Statement 2019

Transcription of the statement for the 21st Biennial

#VoteLGBT was born in the wake of the 2013 demonstrations, when thousands of people (many of them young) engaged in a new type of activism, no longer coordinated by institutions such as trade unions or political parties, but via the internet and social networking sites. With most parties refusing to discuss issues of gender and sexuality, we decided to create what was then a campaign: #VoteLGBT, a platform that concentrated all candidates we could find who supported the rights of the LGBTQ population.

Regarding the relationship with contemporary art (viewed as a sphere of production of political subjectivities rather than only objects), we understand that #VoteLGBT is not situated somewhere “in-between” but demands a political stance of symbolic production as a whole. The presence of collectives and projects such as #VoteLGBT in cultural spaces with consolidated narratives and frameworks contends for the recognition that all artistic production should be understood as producing (and reproducing) political perspectives. How can artworks, curatorial projects, exhibition designs, architecture, occupation programs and various cultural activities resonate the preservation of structures of society and meaning?

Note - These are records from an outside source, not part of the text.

use crate::estimation::domain::gaze_vector::GazeVector;

/// Receives the gaze vector of every successfully tracked frame.
pub trait GazeSink: Send {
    fn on_gaze(
        &mut self,
        frame_index: usize,
        gaze: &GazeVector,
    ) -> Result<(), Box<dyn std::error::Error>>;
}
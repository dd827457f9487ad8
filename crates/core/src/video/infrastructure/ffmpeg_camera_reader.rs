//! Live capture from a webcam through ffmpeg's input devices.

use std::path::Path;

use ffmpeg_next::format::context::Context;

use crate::shared::frame::Frame;
use crate::shared::video_metadata::VideoMetadata;
use crate::video::domain::frame_source::FrameSource;

use super::ffmpeg_reader::FfmpegReader;

/// Input naming the default camera. `cam:<device>` names a specific one.
pub const CAMERA_INPUT: &str = "cam";

#[cfg(target_os = "linux")]
const DEVICE_FORMAT: &str = "video4linux2";
#[cfg(target_os = "linux")]
const DEFAULT_DEVICE: Option<&str> = Some("/dev/video0");

#[cfg(target_os = "macos")]
const DEVICE_FORMAT: &str = "avfoundation";
#[cfg(target_os = "macos")]
const DEFAULT_DEVICE: Option<&str> = Some("0");

#[cfg(target_os = "windows")]
const DEVICE_FORMAT: &str = "dshow";
#[cfg(target_os = "windows")]
const DEFAULT_DEVICE: Option<&str> = None;

#[cfg(not(any(target_os = "linux", target_os = "macos", target_os = "windows")))]
const DEVICE_FORMAT: &str = "video4linux2";
#[cfg(not(any(target_os = "linux", target_os = "macos", target_os = "windows")))]
const DEFAULT_DEVICE: Option<&str> = None;

/// Whether `input` asks for a live camera rather than a file.
pub fn is_camera_input(input: &Path) -> bool {
    input
        .to_str()
        .map(|s| s == CAMERA_INPUT || s.starts_with("cam:"))
        .unwrap_or(false)
}

/// Device string handed to the platform capture format.
pub fn camera_device(input: &Path) -> Result<String, String> {
    let text = input
        .to_str()
        .ok_or_else(|| format!("camera input is not valid UTF-8: {}", input.display()))?;
    match text.strip_prefix("cam:") {
        Some("") => Err("empty camera device after 'cam:'".to_string()),
        Some(device) => Ok(device.to_string()),
        None if text == CAMERA_INPUT => DEFAULT_DEVICE.map(str::to_string).ok_or_else(|| {
            format!("no default camera on this platform; pass cam:<device> for {DEVICE_FORMAT}")
        }),
        None => Err(format!("not a camera input: {text}")),
    }
}

/// Unbounded frame source over a capture device.
///
/// Decoding is shared with [`FfmpegReader`]; the stream ends only when the
/// device stops delivering packets.
#[derive(Default)]
pub struct FfmpegCameraReader {
    reader: FfmpegReader,
}

impl FfmpegCameraReader {
    pub fn new() -> Self {
        Self::default()
    }
}

impl FrameSource for FfmpegCameraReader {
    fn open(&mut self, path: &Path) -> Result<VideoMetadata, Box<dyn std::error::Error>> {
        let device = camera_device(path)?;
        ffmpeg_next::init()?;
        ffmpeg_next::device::register_all();

        let format = ffmpeg_next::device::input::video()
            .find(|f| f.name().split(',').any(|name| name == DEVICE_FORMAT))
            .ok_or_else(|| format!("ffmpeg was built without the {DEVICE_FORMAT} input device"))?;
        let context = ffmpeg_next::format::open_with(
            &device,
            &format,
            ffmpeg_next::Dictionary::new(),
        )?;
        let Context::Input(input) = context else {
            return Err(format!("{device} did not open as a capture input").into());
        };

        let mut metadata = self.reader.attach(input, Path::new(&device))?;
        metadata.total_frames = 0;
        Ok(metadata)
    }

    fn frames(
        &mut self,
    ) -> Box<dyn Iterator<Item = Result<Frame, Box<dyn std::error::Error>>> + '_> {
        self.reader.frames()
    }

    fn close(&mut self) {
        self.reader.close();
    }
}
pub mod bounding_box;
pub mod constants;
pub mod crop;
pub mod frame;
pub mod stage;
pub mod video_metadata;
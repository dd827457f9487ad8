use std::fmt;

/// Identity of one pipeline stage, in execution order.
#[derive(Clone, Copy, Debug, PartialEq, Eq, Hash, PartialOrd, Ord)]
pub enum Stage {
    FaceDetection,
    FacialLandmarks,
    HeadPose,
    GazeEstimation,
}

impl Stage {
    pub const ALL: [Stage; 4] = [
        Stage::FaceDetection,
        Stage::FacialLandmarks,
        Stage::HeadPose,
        Stage::GazeEstimation,
    ];

    pub fn name(&self) -> &'static str {
        match self {
            Stage::FaceDetection => "face",
            Stage::FacialLandmarks => "landmarks",
            Stage::HeadPose => "head_pose",
            Stage::GazeEstimation => "gaze",
        }
    }
}

impl fmt::Display for Stage {
    fn fmt(&self, f: &mut fmt::Formatter<'_>) -> fmt::Result {
        f.write_str(self.name())
    }
}
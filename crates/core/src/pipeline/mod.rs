pub mod frame_analysis;
pub mod gaze_pipeline;
pub mod pipeline_config;
pub mod pipeline_logger;
pub mod stage_latency;
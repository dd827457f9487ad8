pub mod frame_observer;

With that in mind, the proposal of #VoteLGBT for the 21st Biennial has three pillars: access to rights, political training and struggle over narratives, coordinating services, legal advice and guidelines in the fields of LGBTQ population rights, along with open workshops and debates on issues such as the electoral system and democracy, aligned with the production of content like videos and print material to raise awareness of this discussion among the audience of the Biennial.